* PROBLEM TO SOLVE *
Each of the lines from the one that contains "filename sim/src/systems/clock.rs" to the end of the entries below should be output exactly.

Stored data
————————

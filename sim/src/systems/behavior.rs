//! Per-frame actor logic: behaviors, updates and ground pinning.
//!
//! These run in a fixed order after promotion:
//! 1. `state_machine_system` resumes each live actor's state machine once
//! 2. `actor_update_system` calls each live actor's `update`
//! 3. `ground_pin_system` snaps pinned actors to the world ground height

use super::clock::{DeltaTime, ElapsedTime, SimTick};
use crate::actor::FrameInfo;
use crate::ground::GroundProviders;
use crate::registry::ActorRegistry;
use bevy_ecs::prelude::*;

/// Advance every live state machine by one scheduling step.
pub fn state_machine_system(mut registry: ResMut<ActorRegistry>) {
    registry.step_behaviors();
}

/// Run each live actor's per-frame update.
pub fn actor_update_system(
    tick: Res<SimTick>,
    dt: Res<DeltaTime>,
    elapsed: Res<ElapsedTime>,
    mut registry: ResMut<ActorRegistry>,
) {
    let frame = FrameInfo {
        frame: tick.0,
        time: elapsed.0,
        dt: dt.0,
    };
    tracing::trace!(frame = frame.frame, live = registry.live_len(), "actor update");
    registry.update_actors(&frame);
}

/// Keep pinned actors on the highest ground under them.
pub fn ground_pin_system(grounds: Res<GroundProviders>, mut registry: ResMut<ActorRegistry>) {
    if grounds.is_empty() {
        return;
    }
    registry.pin_to_ground(&grounds);
}
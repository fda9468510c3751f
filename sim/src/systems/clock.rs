//! Frame clock resources.

use bevy_ecs::prelude::*;

/// Global simulation frame counter.
/// Increments once per fixed update, before the schedule runs.
#[derive(Resource, Debug, Clone, Copy, Default)]
pub struct SimTick(pub u64);

impl SimTick {
    pub fn increment(&mut self) {
        self.0 = self.0.wrapping_add(1);
    }
}

/// Resource containing the delta time for the current frame.
#[derive(Resource, Debug, Clone, Copy, Default)]
pub struct DeltaTime(pub f32);

/// Simulation time elapsed before the current frame, in seconds.
#[derive(Resource, Debug, Clone, Copy, Default)]
pub struct ElapsedTime(pub f32);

————————

* PROBLEM SOLUTION *
filename sim/src/systems/clock.rs
//! Frame clock resources.

use bevy_ecs::prelude::*;

/// Global simulation frame counter.
/// Increments once per fixed update, before the schedule runs.
#[derive(Resource, Debug, Clone, Copy, Default)]
pub struct SimTick(pub u64);

impl SimTick {
    pub fn increment(&mut self) {
        self.0 = self.0.wrapping_add(1);
    }
}

/// Resource containing the delta time for the current frame.
#[derive(Resource, Debug, Clone, Copy, Default)]
pub struct DeltaTime(pub f32);

/// Simulation time elapsed before the current frame, in seconds.
#[derive(Resource, Debug, Clone, Copy, Default)]
pub struct ElapsedTime(pub f32);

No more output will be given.